映画での軽妙な演技で人気を呼び、テレビのワイドショーの司会で親しまれた俳優の川崎敬三(かわさき・けいぞう)さん(本名陶山恵司=すやま・やすじ)が7月21日に、川崎市内の病院で死去していたことが24日、分かった。82歳。川崎市出身。葬儀・告別式は近親者で行った。喪主は妻節子(せつこ)さん。

 関係者によると、死去を公表するなというのが川崎さんの希望だったという。最近になって、親しい関係者に喪中ハガキが届き、亡くなったことが明らかになった。

 1954年、大映に入社し映画デビュー。若尾文子さんと共演した「新婚七つの楽しみ」などで軽い持ち味を発揮、気の弱い夫役がはまり役になった。31歳の時にテレビにも進出。江利チエミさん主演のTBS系ドラマ「サザエさん」でマスオさんを演じ、ちょっととぼけた3枚目役が当たり、人気を博した。歌番組での司会にも挑戦、複数のレギュラー番組をもつ売れっ子になった。

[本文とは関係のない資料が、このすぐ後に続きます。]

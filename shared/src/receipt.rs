//! Pricing receipt
//!
//! The engine's only output contract, consumed by the checkout UI and, at
//! purchase completion, stored immutably on the purchase record. The stored
//! `total` must exactly equal the amount captured by the payment gateway.

use crate::error::RejectionReason;
use crate::money::Money;
use serde::{Deserialize, Serialize};

/// Deterministic pricing output for one cart/code/time input
#[derive(Debug, Clone, Serialize, Deserialize, PartialEq, Eq)]
pub struct PricingResult {
    /// Sum of current prices over the whole cart
    pub subtotal: Money,
    /// Applied code, present only when the discount was accepted
    #[serde(skip_serializing_if = "Option::is_none")]
    pub discount_code: Option<String>,
    /// Amount taken off the subtotal; zero when no code applied
    pub discount_amount: Money,
    /// `subtotal - discount_amount`, never negative
    pub total: Money,
    /// Why the supplied code was not applied, if it was not
    #[serde(skip_serializing_if = "Option::is_none")]
    pub rejected_reason: Option<RejectionReason>,
}

impl PricingResult {
    /// Receipt with no code applied
    pub fn undiscounted(subtotal: Money) -> Self {
        Self {
            subtotal,
            discount_code: None,
            discount_amount: Money::zero(subtotal.currency()),
            total: subtotal,
            rejected_reason: None,
        }
    }

    /// Receipt for an accepted code; the discount is clamped to the subtotal
    pub fn discounted(subtotal: Money, code: impl Into<String>, discount_amount: Money) -> Self {
        let discount_amount = discount_amount.clamp_non_negative().min(subtotal);
        Self {
            subtotal,
            discount_code: Some(code.into()),
            total: subtotal - discount_amount,
            discount_amount,
            rejected_reason: None,
        }
    }

    /// Receipt for a rejected code: full price plus the reason
    pub fn rejected(subtotal: Money, reason: RejectionReason) -> Self {
        Self {
            subtotal,
            discount_code: None,
            discount_amount: Money::zero(subtotal.currency()),
            total: subtotal,
            rejected_reason: Some(reason),
        }
    }

    /// Whether a discount was actually applied
    pub fn is_discounted(&self) -> bool {
        self.discount_code.is_some() && self.discount_amount.is_positive()
    }

    /// Check the receipt's arithmetic invariants
    ///
    /// `total = subtotal - discount_amount`, `discount_amount >= 0`,
    /// `total >= 0`. Holds by construction; consumers about to persist a
    /// purchase record can re-verify before capture.
    pub fn verify(&self) -> bool {
        !self.discount_amount.is_negative()
            && !self.total.is_negative()
            && self.total == self.subtotal - self.discount_amount
    }
}
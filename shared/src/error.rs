//! Error and rejection types
//!
//! A discount that cannot be applied is not a failure: checkout proceeds at
//! full price and the [`RejectionReason`] is surfaced to the user. Only
//! collaborator/infrastructure problems become a [`PricingError`], which the
//! calling layer maps to a generic try-again response.

use crate::money::{Currency, MoneyError};
use serde::{Deserialize, Serialize};
use thiserror::Error;

/// Why a discount code was not applied
///
/// Every variant is locally recoverable: the receipt falls back to full
/// price and the reason rides along for the UI to display.
#[derive(Debug, Clone, Copy, Serialize, Deserialize, PartialEq, Eq, Hash)]
#[serde(rename_all = "SCREAMING_SNAKE_CASE")]
pub enum RejectionReason {
    /// Code not found in the registry
    InvalidCode,
    /// Now is outside the rule's validity window
    Expired,
    /// Global or per-user redemption cap reached
    UsageLimitReached,
    /// SpecificApps/Bundle rule with no matching cart line
    NoApplicableItems,
    /// Bundle rule with fewer matching lines than required
    BundleThresholdNotMet,
    /// Cart subtotal below the rule's threshold
    MinimumNotMet,
    /// FirstTimePurchase rule and the buyer has purchased before
    NotFirstTimeBuyer,
    /// Non-stackable code while a catalog promotion is active in the cart
    PromotionConflict,
}

impl RejectionReason {
    /// User-facing message for toast/inline display
    pub const fn message(&self) -> &'static str {
        match self {
            RejectionReason::InvalidCode => "This discount code is not valid",
            RejectionReason::Expired => "This discount code has expired",
            RejectionReason::UsageLimitReached => {
                "This discount code has reached its usage limit"
            }
            RejectionReason::NoApplicableItems => {
                "None of the items in your cart qualify for this code"
            }
            RejectionReason::BundleThresholdNotMet => {
                "Your cart does not contain enough qualifying items for this bundle"
            }
            RejectionReason::MinimumNotMet => {
                "Your cart total is below the minimum for this code"
            }
            RejectionReason::NotFirstTimeBuyer => {
                "This code is only available on a first purchase"
            }
            RejectionReason::PromotionConflict => {
                "This code cannot be combined with items already on sale"
            }
        }
    }
}

/// Infrastructure-level pricing failures
#[derive(Debug, Clone, PartialEq, Error)]
pub enum PricingError {
    /// Catalog service unreachable or returned a malformed snapshot
    #[error("catalog lookup failed: {0}")]
    Catalog(String),
    /// Discount registry unreachable
    #[error("discount registry lookup failed: {0}")]
    Registry(String),
    /// A cart line is priced in a currency other than the store's
    #[error("cart line '{item_id}' priced in {found}, store currency is {expected}")]
    CurrencyMismatch {
        item_id: String,
        found: Currency,
        expected: Currency,
    },
    #[error(transparent)]
    Money(#[from] MoneyError),
}
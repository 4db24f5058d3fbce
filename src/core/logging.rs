//! Structured logging
//!
//! Sets up the global `tracing` subscriber from [`LoggingConfig`]: JSON or text lines,
//! written through a non-blocking writer to stdout or a size-rotated log file.

use crate::core::config::LoggingConfig;
use anyhow::{Context, Result};
use std::fs::{File, OpenOptions};
use std::io::Write;
use std::path::{Path, PathBuf};
use tracing::Level;
use tracing_appender::non_blocking::WorkerGuard;
use tracing_subscriber::{fmt, layer::SubscriberExt, util::SubscriberInitExt, EnvFilter, Layer};

/// Keeps the background log writer alive; drop it last.
pub struct Logger {
    _guard: WorkerGuard,
}

impl Logger {
    /// Initialize the global subscriber from configuration
    pub fn init(config: &LoggingConfig) -> Result<Self> {
        let level = parse_log_level(&config.level)?;

        let env_filter = EnvFilter::try_from_default_env()
            .unwrap_or_else(|_| EnvFilter::new(level.as_str()));

        let (writer, guard) = match config.output.as_str() {
            "stdout" => tracing_appender::non_blocking(std::io::stdout()),
            "file" => {
                let log_file = config.log_file.as_ref()
                    .context("log_file must be specified when output is 'file'")?;

                if let Some(parent) = log_file.parent() {
                    std::fs::create_dir_all(parent)
                        .context("Failed to create log directory")?;
                }

                let appender = RollingFileAppender::new(
                    log_file,
                    config.max_file_size,
                    config.max_backups,
                )?;
                tracing_appender::non_blocking(appender)
            }
            other => anyhow::bail!("Invalid output configuration: {}", other),
        };

        let fmt_layer = match config.format.as_str() {
            "json" => fmt::layer()
                .json()
                .with_writer(writer)
                .with_current_span(true)
                .with_thread_names(true)
                .with_target(true)
                .boxed(),
            "text" => fmt::layer()
                .with_writer(writer)
                .with_thread_names(true)
                .with_target(true)
                .boxed(),
            other => anyhow::bail!("Invalid format configuration: {}", other),
        };

        tracing_subscriber::registry()
            .with(env_filter)
            .with(fmt_layer)
            .try_init()
            .context("Failed to initialize tracing subscriber")?;

        tracing::info!(
            level = %config.level,
            format = %config.format,
            output = %config.output,
            "Logging system initialized"
        );

        Ok(Logger { _guard: guard })
    }
}

/// Parse log level string to tracing Level
fn parse_log_level(level: &str) -> Result<Level> {
    match level.to_lowercase().as_str() {
        "debug" => Ok(Level::DEBUG),
        "info" => Ok(Level::INFO),
        "warn" => Ok(Level::WARN),
        "error" => Ok(Level::ERROR),
        _ => anyhow::bail!("Invalid log level: {}", level),
    }
}

/// File writer that rotates to `name.1 .. name.N` once `max_file_size` would be exceeded
pub struct RollingFileAppender {
    path: PathBuf,
    max_file_size: usize,
    max_backups: usize,
    file: File,
    written: usize,
}

impl RollingFileAppender {
    pub fn new(path: &Path, max_file_size: usize, max_backups: usize) -> Result<Self> {
        let file = open_append(path)
            .with_context(|| format!("Failed to open log file {}", path.display()))?;
        let written = file.metadata().map(|m| m.len() as usize).unwrap_or(0);

        Ok(Self {
            path: path.to_path_buf(),
            max_file_size,
            max_backups,
            file,
            written,
        })
    }

    fn backup_path(&self, index: usize) -> PathBuf {
        let mut name = self.path.as_os_str().to_os_string();
        name.push(format!(".{}", index));
        PathBuf::from(name)
    }

    fn rotate(&mut self) -> std::io::Result<()> {
        self.file.flush()?;

        for i in (1..self.max_backups).rev() {
            let from = self.backup_path(i);
            if from.exists() {
                std::fs::rename(&from, self.backup_path(i + 1))?;
            }
        }
        if self.path.exists() {
            std::fs::rename(&self.path, self.backup_path(1))?;
        }

        self.file = open_append(&self.path)?;
        self.written = 0;
        Ok(())
    }
}

fn open_append(path: &Path) -> std::io::Result<File> {
    OpenOptions::new().create(true).append(true).open(path)
}

impl Write for RollingFileAppender {
    fn write(&mut self, buf: &[u8]) -> std::io::Result<usize> {
        if self.written > 0 && self.written + buf.len() > self.max_file_size {
            self.rotate()?;
        }

        let written = self.file.write(buf)?;
        self.written += written;
        Ok(written)
    }

    fn flush(&mut self) -> std::io::Result<()> {
        self.file.flush()
    }
}

#[cfg(test)]
mod tests {
    use super::*;

    #[test]
    fn test_parse_log_level() {
        assert!(matches!(parse_log_level("debug"), Ok(Level::DEBUG)));
        assert!(matches!(parse_log_level("INFO"), Ok(Level::INFO)));
        assert!(matches!(parse_log_level("warn"), Ok(Level::WARN)));
        assert!(matches!(parse_log_level("error"), Ok(Level::ERROR)));
        assert!(parse_log_level("invalid").is_err());
    }

    #[test]
    fn test_rolling_appender_rotates() {
        let dir = tempfile::TempDir::new().unwrap();
        let path = dir.path().join("mirror.log");
        let mut appender = RollingFileAppender::new(&path, 16, 2).unwrap();

        appender.write_all(b"first line 0123\n").unwrap();
        appender.write_all(b"second line 012\n").unwrap();
        appender.write_all(b"third line 0123\n").unwrap();
        appender.flush().unwrap();

        assert_eq!(std::fs::read_to_string(&path).unwrap(), "third line 0123\n");
        assert_eq!(
            std::fs::read_to_string(dir.path().join("mirror.log.1")).unwrap(),
            "second line 012\n"
        );
        assert_eq!(
            std::fs::read_to_string(dir.path().join("mirror.log.2")).unwrap(),
            "first line 0123\n"
        );
    }
}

 その後、テレビ朝日系ワイドショー「アフタヌーンショー」の司会を担当した。漫才コンビ、ザ・ぼんちが、リポーター山本耕一と川崎さんのやりとりを、まねたパロディー「そぉなんですよ、川崎さん」のフレーズが流行語になり、CD「恋のぼんちシート」がヒットした。

 同局ディレクターが未成年に暴行を指示した「やらせリンチ事件」で85年に番組が打ち切られた後、「新アフタヌーンショー」でも司会を務めたが、90年代以降は芸能活動から遠ざかっていた。